Some cases of chromosome 7p22.3 deletions have been reported, but the genotype-phenotype correlation is still uncertain. Neurodevelopmental delay and heart anomalies have been recorded as the most recurrent defects. We describe the clinical features of a four-year-old male child with a 139 kb deletion at 7p22.3 involving SNX8 gene, inherited from a mosaic mother. The same deletion is also present in the fetus on the ongoing third pregnancy of the couple with normal fetal ultrasound assessment.

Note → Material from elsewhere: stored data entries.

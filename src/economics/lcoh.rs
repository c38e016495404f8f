//! Levelized cost of hydrogen
//!
//! Annual output:  H = CF x 8760 x MW x 1000 / (kWh/kg)
//! Annual cost:    capex x MW x CRF + opex x MW + ($/MWh / 1000) x (kWh/kg) x H
//!                 + (storage + transport) x H
//! LCOH:           annual cost / H

use serde::{Deserialize, Serialize};

use super::annuity::capital_recovery_factor;
use super::round_to;
use crate::error::{require_finite, DomainError};
use crate::inputs::{ProjectInputs, HOURS_PER_YEAR};

const KWH_PER_MWH: f64 = 1000.0;

/// Cost components, either per kg [$/kg] or per year [$/yr]
#[derive(Debug, Clone, Copy, PartialEq, Default, Serialize, Deserialize)]
pub struct CostBreakdown {
    pub capital: f64,
    pub operating: f64,
    pub electricity: f64,
    pub storage: f64,
    pub transport: f64,
}

impl CostBreakdown {
    pub fn total(&self) -> f64 {
        self.capital + self.operating + self.electricity + self.storage + self.transport
    }

    fn map(&self, f: impl Fn(f64) -> f64) -> Self {
        Self {
            capital: f(self.capital),
            operating: f(self.operating),
            electricity: f(self.electricity),
            storage: f(self.storage),
            transport: f(self.transport),
        }
    }
}

/// Output of [`calculate_lcoh`]
///
/// All values are full precision; call [`LcohResult::rounded`] for a display copy.
#[derive(Debug, Clone, PartialEq, Serialize, Deserialize)]
pub struct LcohResult {
    /// Levelized cost [$/kg]
    pub lcoh_per_kg: f64,

    /// Per-kg cost components; they sum to `lcoh_per_kg`
    pub per_kg: CostBreakdown,

    /// Annual cost components [$/yr]
    pub annual_costs: CostBreakdown,

    /// Hydrogen produced per year [kg/yr]
    pub annual_h2_kg: f64,

    /// Capital recovery factor used for the capital component
    pub crf: f64,
}

impl LcohResult {
    /// Annual output in whole kilograms (truncated), as reported to users
    pub fn annual_h2_kg_whole(&self) -> u64 {
        self.annual_h2_kg.trunc() as u64
    }

    /// Total annual cost [$/yr]
    pub fn total_annual_cost(&self) -> f64 {
        self.annual_costs.total()
    }

    /// Display copy: currency rounded to `decimals`, CRF to `crf_decimals`,
    /// annual output truncated to whole kilograms.
    ///
    /// Never feed the rounded copy back into metrics or sweeps.
    pub fn rounded(&self, decimals: u32, crf_decimals: u32) -> Self {
        Self {
            lcoh_per_kg: round_to(self.lcoh_per_kg, decimals),
            per_kg: self.per_kg.map(|v| round_to(v, decimals)),
            annual_costs: self.annual_costs.map(|v| round_to(v, decimals)),
            annual_h2_kg: self.annual_h2_kg.trunc(),
            crf: round_to(self.crf, crf_decimals),
        }
    }
}

/// Annual hydrogen production [kg/yr]
pub fn annual_hydrogen_kg(inputs: &ProjectInputs) -> Result<f64, DomainError> {
    inputs.validate()?;
    let annual_h2_kg = inputs.capacity_factor() * HOURS_PER_YEAR * inputs.plant_size_mw
        * KWH_PER_MWH
        / inputs.efficiency_kwh_per_kg;
    require_finite("annual_h2_kg", annual_h2_kg)
}

/// Convert plant inputs into annual output and a levelized cost breakdown
pub fn calculate_lcoh(inputs: &ProjectInputs) -> Result<LcohResult, DomainError> {
    let annual_h2_kg = annual_hydrogen_kg(inputs)?;
    let crf = capital_recovery_factor(inputs.discount_rate(), inputs.lifetime_years)?;

    let annual_costs = CostBreakdown {
        capital: inputs.capex_per_mw * inputs.plant_size_mw * crf,
        operating: inputs.opex_per_mw * inputs.plant_size_mw,
        electricity: (inputs.electricity_cost_per_mwh / KWH_PER_MWH)
            * inputs.efficiency_kwh_per_kg
            * annual_h2_kg,
        storage: inputs.storage_cost_per_kg * annual_h2_kg,
        transport: inputs.transport_cost_per_kg * annual_h2_kg,
    };

    let per_kg = CostBreakdown {
        capital: annual_costs.capital / annual_h2_kg,
        operating: annual_costs.operating / annual_h2_kg,
        electricity: annual_costs.electricity / annual_h2_kg,
        storage: inputs.storage_cost_per_kg,
        transport: inputs.transport_cost_per_kg,
    };

    // Costs are non-negative, so a finite total bounds every component
    let lcoh_per_kg = require_finite("lcoh_per_kg", annual_costs.total() / annual_h2_kg)?;

    log::debug!(
        "LCOH: crf={:.6} annual_h2_kg={:.1} lcoh={:.4} $/kg",
        crf,
        annual_h2_kg,
        lcoh_per_kg
    );

    Ok(LcohResult {
        lcoh_per_kg,
        per_kg,
        annual_costs,
        annual_h2_kg,
        crf,
    })
}

#[cfg(test)]
mod tests {
    use super::*;
    use approx::assert_relative_eq;

    #[test]
    fn test_reference_plant() {
        let result = calculate_lcoh(&ProjectInputs::default()).unwrap();

        assert_relative_eq!(result.annual_h2_kg, 876_000.0, max_relative = 1e-12);
        assert_relative_eq!(result.crf, 0.094_392_925_743, max_relative = 1e-10);

        // Independent recomputation of the formula chain
        let crf = 0.07 * 1.07_f64.powi(20) / (1.07_f64.powi(20) - 1.0);
        let expected_capital = 2_000_000.0 * 10.0 * crf / 876_000.0;
        let expected_operating = 90_000.0 * 10.0 / 876_000.0;
        let expected_electricity = 50.0 / 1000.0 * 50.0;

        assert_relative_eq!(result.per_kg.capital, expected_capital, max_relative = 1e-9);
        assert_relative_eq!(result.per_kg.operating, expected_operating, max_relative = 1e-12);
        assert_relative_eq!(result.per_kg.electricity, expected_electricity, max_relative = 1e-12);
        assert_relative_eq!(
            result.lcoh_per_kg,
            expected_capital + expected_operating + expected_electricity,
            max_relative = 1e-9
        );
    }

    #[test]
    fn test_breakdown_sums_to_lcoh() {
        let inputs = ProjectInputs {
            electricity_cost_per_mwh: 37.5,
            capacity_factor_pct: 83.0,
            ..Default::default()
        }
        .with_storage_cost(0.8)
        .with_transport_cost(1.15);

        let result = calculate_lcoh(&inputs).unwrap();
        assert_relative_eq!(result.per_kg.total(), result.lcoh_per_kg, max_relative = 1e-9);
        assert_eq!(result.per_kg.storage, 0.8);
        assert_eq!(result.per_kg.transport, 1.15);
    }

    #[test]
    fn test_zero_discount_rate_uses_straight_line() {
        let inputs = ProjectInputs {
            discount_rate_pct: 0.0,
            ..Default::default()
        };
        let result = calculate_lcoh(&inputs).unwrap();
        assert_eq!(result.crf, 1.0 / 20.0);
        assert_relative_eq!(
            result.annual_costs.capital,
            2_000_000.0 * 10.0 / 20.0,
            max_relative = 1e-12
        );
    }

    #[test]
    fn test_rounded_copy() {
        let result = calculate_lcoh(&ProjectInputs::default()).unwrap();
        let display = result.rounded(2, 6);

        assert_eq!(display.lcoh_per_kg, 5.68);
        assert_eq!(display.per_kg.capital, 2.16);
        assert_eq!(display.per_kg.operating, 1.03);
        assert_eq!(display.per_kg.electricity, 2.5);
        assert_eq!(display.crf, 0.094393);
        assert_eq!(result.annual_h2_kg_whole(), 876_000);

        // The original keeps full precision
        assert!(result.lcoh_per_kg != display.lcoh_per_kg);
    }

    #[test]
    fn test_zero_efficiency_is_domain_error() {
        let inputs = ProjectInputs {
            efficiency_kwh_per_kg: 0.0,
            ..Default::default()
        };
        let err = calculate_lcoh(&inputs).unwrap_err();
        assert_eq!(err.field(), "efficiency_kwh_per_kg");
    }

    #[test]
    fn test_zero_capacity_factor_is_domain_error() {
        let inputs = ProjectInputs {
            capacity_factor_pct: 0.0,
            ..Default::default()
        };
        assert_eq!(
            annual_hydrogen_kg(&inputs).unwrap_err().field(),
            "capacity_factor_pct"
        );
    }

    #[test]
    fn test_long_lifetime_at_high_rate_is_defined() {
        let inputs = ProjectInputs {
            discount_rate_pct: 100.0,
            lifetime_years: 1100,
            ..Default::default()
        };
        let result = calculate_lcoh(&inputs).unwrap();

        assert_eq!(result.crf, 1.0);
        assert!(result.lcoh_per_kg.is_finite());
        assert_relative_eq!(result.per_kg.total(), result.lcoh_per_kg, max_relative = 1e-12);
    }

    #[test]
    fn test_overflowing_cost_is_domain_error() {
        let inputs = ProjectInputs {
            electricity_cost_per_mwh: 1e308,
            ..Default::default()
        };
        let err = calculate_lcoh(&inputs).unwrap_err();
        assert!(matches!(err, DomainError::NonFinite { field: "lcoh_per_kg", .. }));
    }

    #[test]
    fn test_overflowing_output_is_domain_error() {
        let inputs = ProjectInputs {
            plant_size_mw: 1e306,
            ..Default::default()
        };
        assert_eq!(annual_hydrogen_kg(&inputs).unwrap_err().field(), "annual_h2_kg");
    }
}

The proband was prenatally diagnosed with left kidney agenesis. He does not show any congenital heart disease, but mild intellectual disability, learning and language delay, and severe behavioral problems related to the hyperactive-impulsive and inattentive area. These clinical features are also evident in other 7p22 deletions cases involving the SNX8 gene, supporting the role of this gene in neurodevelopment. Conversely, the revision of all published cases with small 7p22 deletions and the absence of heart malformations in the present family confirm that this region is involved in heart development, anyway did not confirm the role of SNX8 in cardiac phenotypes, either due to the reduced penetrance or the involvement of other candidate genes.

已经报道了染色体7p22.3缺失的一些情况，但是基因型-表型的相关性仍然不确定。神经发育迟缓和心脏异常已被记录为最常见的缺陷。我们描述了一个四岁大的男孩的临床特征，其在涉及SNX8基因的7p22.3处有一个139 kb的缺失，该基因是从镶嵌母亲那里遗传的。在进行正常胎儿超声评估的夫妇正在进行的第三次妊娠中，胎儿中也存在相同的缺失。

先证者在产前被诊断出患有左肾发育不全。他没有表现出任何先天性心脏病，但有轻度的智力障碍，学习和语言延迟，以及与冲动过度和注意力不集中区域有关的严重行为问题。这些临床特征在涉及SNX8基因的其他7p22缺失病例中也很明显，这支持了该基因在神经发育中的作用。相反，当前家族中所有7p22小缺失的已发表病例的修订和不存在心脏畸形均证实该区域参与了心脏发育，无论如何也未证实SNX8在心脏表型中的作用，这归因于外显率的降低或其他候选基因的参与。